The question whether a person in the position of the present plaintiff can in any event maintain a complex action to compel recognition as a natural child and at the same time to obtain ulterior relief in the character of heir, is one which in the opinion of this court must be answered in the affirmative, provided always that the conditions justifying the joinder of the two distinct causes of action are present in the particular case. In other words, there is no absolute necessity requiring that the action to compel acknowledged should have been instituted and prosecuted to a successful conclusion prior to the action in which that same plaintiff seeks additional relief in the character of heir. Certainly, there is nothing so peculiar to the action to compel acknowledgment as to require that a rule should be here applied different from that generally applicable in other cases. For instance, if the plaintiff had in this action impleaded all of the persons who would be necessary parties defendant to an action to compel acknowledgment, and had asked for relief of that character, it would have been permissible for the court to make the judicial pronouncement declaring that the plaintiff is entitled to be recognized as the natural child of Maximo Briz, and at the same time to grant the additional relief sought in this case against the present defendants; that is, a decree compelling them to surrender to the plaintiff the parcel of land sued for and to pay her the damages awarded in the appealed decision.
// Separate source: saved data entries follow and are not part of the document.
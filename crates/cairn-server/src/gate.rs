//! The per-RPC authorization gate.
//!
//! Every service handler calls [`Gate::check`] before touching any stream.
//! Identity comes from request metadata: `x-trust-domain` and `x-user-id`,
//! populated by the client's identity layer. A request without a trust
//! domain is treated as the server's own domain, which covers local
//! single-node callers; external peers always present theirs.

use std::sync::Arc;

use metrics::counter;
use tonic::{Request, Status};

use cairn_authz::{Authorizer, PolicyInput};

/// Metadata key carrying the caller's trust domain.
pub const METADATA_TRUST_DOMAIN: &str = "x-trust-domain";
/// Metadata key carrying the caller's user identity.
pub const METADATA_USER_ID: &str = "x-user-id";

/// Authorization denials counter.
pub const AUTHZ_DENIED_TOTAL: &str = "cairn_authz_denied_total";

/// The authorization gate shared by every service.
#[derive(Clone)]
pub struct Gate {
    authorizer: Arc<dyn Authorizer>,
    own_trust_domain: String,
}

impl Gate {
    /// Creates a gate over the given policy evaluator.
    #[must_use]
    pub fn new(authorizer: Arc<dyn Authorizer>, own_trust_domain: impl Into<String>) -> Self {
        Self {
            authorizer,
            own_trust_domain: own_trust_domain.into(),
        }
    }

    /// Approves or rejects a call before any streaming begins.
    ///
    /// Returns the caller's resolved trust domain for span attribution.
    ///
    /// # Errors
    ///
    /// `PermissionDenied` when policy denies the triple.
    pub fn check<T>(&self, request: &Request<T>, api_method: &str) -> Result<String, Status> {
        let metadata = request.metadata();
        let trust_domain = metadata
            .get(METADATA_TRUST_DOMAIN)
            .and_then(|v| v.to_str().ok())
            .filter(|v| !v.is_empty())
            .unwrap_or(&self.own_trust_domain);
        let user_id = metadata
            .get(METADATA_USER_ID)
            .and_then(|v| v.to_str().ok())
            .unwrap_or_default();

        let input = PolicyInput {
            trust_domain,
            user_id,
            api_method,
        };
        if self.authorizer.authorize(&input) {
            return Ok(trust_domain.to_string());
        }

        counter!(AUTHZ_DENIED_TOTAL).increment(1);
        tracing::info!(
            trust_domain = trust_domain,
            user_id = user_id,
            api_method = api_method,
            "authorization denied"
        );
        Err(Status::permission_denied(format!(
            "trust domain {trust_domain:?} is not allowed to call {api_method}"
        )))
    }
}

#[cfg(test)]
mod tests {
    use super::*;
    use cairn_authz::RuleAuthorizer;
    use tonic::metadata::MetadataValue;

    fn gate() -> Gate {
        Gate::new(
            Arc::new(RuleAuthorizer::default_policy("example.org")),
            "example.org",
        )
    }

    fn request_with_domain(domain: &str) -> Request<()> {
        let mut request = Request::new(());
        request.metadata_mut().insert(
            METADATA_TRUST_DOMAIN,
            MetadataValue::try_from(domain).expect("valid metadata"),
        );
        request
    }

    #[test]
    fn missing_trust_domain_defaults_to_own_domain() {
        let gate = gate();
        assert!(gate.check(&Request::new(()), "Push").is_ok());
        assert!(gate.check(&Request::new(()), "Delete").is_ok());
    }

    #[test]
    fn external_domain_is_limited_to_read_only() {
        let gate = gate();
        let request = request_with_domain("peer.example.net");
        assert!(gate.check(&request, "Pull").is_ok());
        assert!(gate.check(&request, "Lookup").is_ok());

        let denied = gate.check(&request, "Push").unwrap_err();
        assert_eq!(denied.code(), tonic::Code::PermissionDenied);
    }

    #[test]
    fn own_domain_in_metadata_keeps_full_access() {
        let gate = gate();
        let request = request_with_domain("example.org");
        assert!(gate.check(&request, "CreateSync").is_ok());
    }
}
The conclusion above stated, though not heretofore explicitly formulated by this court, is undoubtedly to some extent supported by our prior decisions. Thus, we have held in numerous cases, and the doctrine must be considered well settled, that a natural child having right to compel acknowledged, may maintain partition proceedings for the division of the inheritance against his coheirs (Siguiong v. Siguiong, 8 Phil., 5; Tiamson v. Tiamson, 32 Phil., 62); and the same person may intervene in proceedings for the distribution of the estate of his deceased natural father, or mother (Capistrano v. Fabella, 8 Phil., 135; Conde v. Abaya, 13 Phil., 249; Ramirez v. Gmur, 42 Phil., 855). In neither of these situations has it been thought necessary for the plaintiff to show a prior decree compelling acknowledgment. The obvious reason is that in partition suits and distribution proceedings the other persons who might take by inheritance are before the court; and the declaration of heirship is appropriate to such proceedings.
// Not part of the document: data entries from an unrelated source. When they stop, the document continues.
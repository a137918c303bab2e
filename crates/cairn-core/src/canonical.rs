//! Canonical record serialization for deterministic CID computation.
//!
//! Canonicalization is a two-step process:
//!
//! 1. The variant payload is serialized to structural JSON with stable
//!    snake_case field names, unset optional fields omitted, single-line
//!    output.
//! 2. That JSON is parsed into a generic tree and re-serialized with
//!    lexicographically sorted object keys at every nesting depth. Sequences
//!    keep their original order.
//!
//! The second step is what makes the encoding independent of the runtime's
//! map iteration order, so any producer that follows both steps yields
//! byte-identical output for the same record.
//!
//! Floats are rejected everywhere, including extension payloads: float
//! stringification is not portable across languages, and canonical bytes
//! must be reproducible by every implementation. Use integers (millis,
//! bytes, basis points) for numeric values.

use serde::Serialize;
use serde_json::{Map, Number, Value};

use crate::error::{Error, Result};
use crate::record::{AgentV1, AgentV2, AgentV3, Record, SchemaVersion};

/// Serializes any value into canonical JSON bytes.
///
/// Canonical JSON has object keys sorted by UTF-8 byte order, no whitespace,
/// UTF-8 output and integer-only numbers.
///
/// # Errors
///
/// Returns [`Error::InvalidRecord`] if the value cannot be serialized or
/// contains float values.
#[must_use = "canonical bytes should be used for hashing or storage"]
pub fn to_canonical_bytes<T: Serialize>(value: &T) -> Result<Vec<u8>> {
    let v = serde_json::to_value(value)
        .map_err(|e| Error::InvalidRecord(format!("serialization failed: {e}")))?;
    let mut out = Vec::<u8>::new();
    write_value(&v, &mut out)?;
    Ok(out)
}

/// Encodes a record into its canonical byte form.
///
/// The payload is serialized flat, carrying its `schema_version` field, so
/// the variant identity is part of the canonical bytes. An all-default
/// payload canonicalizes to `{}`.
///
/// # Errors
///
/// Returns [`Error::InvalidRecord`] when serialization fails or the payload
/// contains floats.
pub fn canonical(record: &Record) -> Result<Vec<u8>> {
    match record {
        Record::V1(a) => to_canonical_bytes(a),
        Record::V2(a) => to_canonical_bytes(a),
        Record::V3(a) => to_canonical_bytes(a),
    }
}

/// Encodes an optional record, mapping absence to empty bytes.
///
/// Streams use `None` to represent holes; those canonicalize to zero bytes
/// rather than an error.
///
/// # Errors
///
/// Propagates [`canonical`] errors for present records.
pub fn canonical_opt(record: Option<&Record>) -> Result<Vec<u8>> {
    record.map_or_else(|| Ok(Vec::new()), canonical)
}

/// Decodes canonical bytes back into a record.
///
/// The variant is selected by the top-level `schema_version` field via
/// [`detect_version`]; the rest of the document is deserialized into that
/// variant's payload.
///
/// # Errors
///
/// Returns [`Error::InvalidEncoding`] on malformed input and
/// [`Error::UnsupportedVersion`] on unknown variant tags.
pub fn decode(bytes: &[u8]) -> Result<Record> {
    if bytes.is_empty() {
        return Err(Error::InvalidEncoding("empty input".to_string()));
    }

    let value: Value = serde_json::from_slice(bytes)
        .map_err(|e| Error::InvalidEncoding(format!("malformed JSON: {e}")))?;
    if !value.is_object() {
        return Err(Error::InvalidEncoding(
            "record document must be a JSON object".to_string(),
        ));
    }

    let version = detect_version_value(&value)?;
    let record = match version {
        SchemaVersion::V1Alpha1 => Record::V1(from_value::<AgentV1>(value)?),
        SchemaVersion::V1Alpha2 => Record::V2(from_value::<AgentV2>(value)?),
        SchemaVersion::V1Alpha3 => Record::V3(from_value::<AgentV3>(value)?),
    };
    Ok(record)
}

fn from_value<T: serde::de::DeserializeOwned>(value: Value) -> Result<T> {
    serde_json::from_value(value)
        .map_err(|e| Error::InvalidEncoding(format!("payload does not match schema: {e}")))
}

/// Detects the schema version of a raw record document.
///
/// A document without a `schema_version` field defaults to the earliest
/// supported variant (`v1alpha1`); a warning is logged because producers
/// are expected to tag their records explicitly.
///
/// # Errors
///
/// Returns [`Error::InvalidEncoding`] on malformed input and
/// [`Error::UnsupportedVersion`] on unknown tags.
pub fn detect_version(bytes: &[u8]) -> Result<SchemaVersion> {
    let value: Value = serde_json::from_slice(bytes)
        .map_err(|e| Error::InvalidEncoding(format!("malformed JSON: {e}")))?;
    detect_version_value(&value)
}

fn detect_version_value(value: &Value) -> Result<SchemaVersion> {
    match value.get("schema_version") {
        Some(Value::String(tag)) if !tag.is_empty() => SchemaVersion::parse(tag),
        Some(Value::String(_)) | None => {
            tracing::warn!(
                default = SchemaVersion::V1Alpha1.as_str(),
                "record has no schema_version, defaulting to earliest supported variant"
            );
            Ok(SchemaVersion::V1Alpha1)
        }
        Some(other) => Err(Error::InvalidEncoding(format!(
            "schema_version must be a string, got {other}"
        ))),
    }
}

fn write_value(v: &Value, out: &mut Vec<u8>) -> Result<()> {
    match v {
        Value::Null => out.extend_from_slice(b"null"),
        Value::Bool(true) => out.extend_from_slice(b"true"),
        Value::Bool(false) => out.extend_from_slice(b"false"),
        Value::Number(n) => write_number(n, out)?,
        Value::String(s) => {
            // serde_json writes the quoted, escaped form with no whitespace.
            serde_json::to_writer(&mut *out, s)
                .map_err(|e| Error::Internal(format!("string write failed: {e}")))?;
        }
        Value::Array(arr) => {
            out.push(b'[');
            for (i, item) in arr.iter().enumerate() {
                if i > 0 {
                    out.push(b',');
                }
                write_value(item, out)?;
            }
            out.push(b']');
        }
        Value::Object(map) => write_object(map, out)?,
    }
    Ok(())
}

fn write_object(map: &Map<String, Value>, out: &mut Vec<u8>) -> Result<()> {
    out.push(b'{');

    // Sort keys by UTF-8 byte order regardless of insertion order.
    let mut keys: Vec<&String> = map.keys().collect();
    keys.sort();

    for (i, k) in keys.iter().enumerate() {
        if i > 0 {
            out.push(b',');
        }
        serde_json::to_writer(&mut *out, *k)
            .map_err(|e| Error::Internal(format!("key write failed: {e}")))?;
        out.push(b':');
        if let Some(val) = map.get(*k) {
            write_value(val, out)?;
        }
    }

    out.push(b'}');
    Ok(())
}

fn write_number(n: &Number, out: &mut Vec<u8>) -> Result<()> {
    use std::io::Write;

    if let Some(i) = n.as_i64() {
        write!(out, "{i}").map_err(|e| Error::Internal(format!("number write failed: {e}")))?;
        return Ok(());
    }
    if let Some(u) = n.as_u64() {
        write!(out, "{u}").map_err(|e| Error::Internal(format!("number write failed: {e}")))?;
        return Ok(());
    }

    // serde_json::Number only stores a float when the value does not fit an
    // integer, so reaching here means the payload carried a float.
    Err(Error::InvalidRecord(
        "float values are not allowed in record payloads (use integers)".to_string(),
    ))
}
The foregoing discussion leads to the conclusion that the decision appealed from is erroneous and must be reversed. However, in view of the fact that the defects of the complaint may possibly be cured by amendment, it is considered appropriate, for the promotion of justice, that the cause should be remanded for further proceedings, with leave to the plaintiff to amend and bring in additional parties defendant, in so far as may be necessary to a complete determination of the controversy. It will be so ordered, without express pronouncement as to costs of either instance. So ordered.

Araullo, C.J., Johnson, Malcolm, Avanceña, Villamor, Ostrand, Johns, and Romualdez, JJ., concur.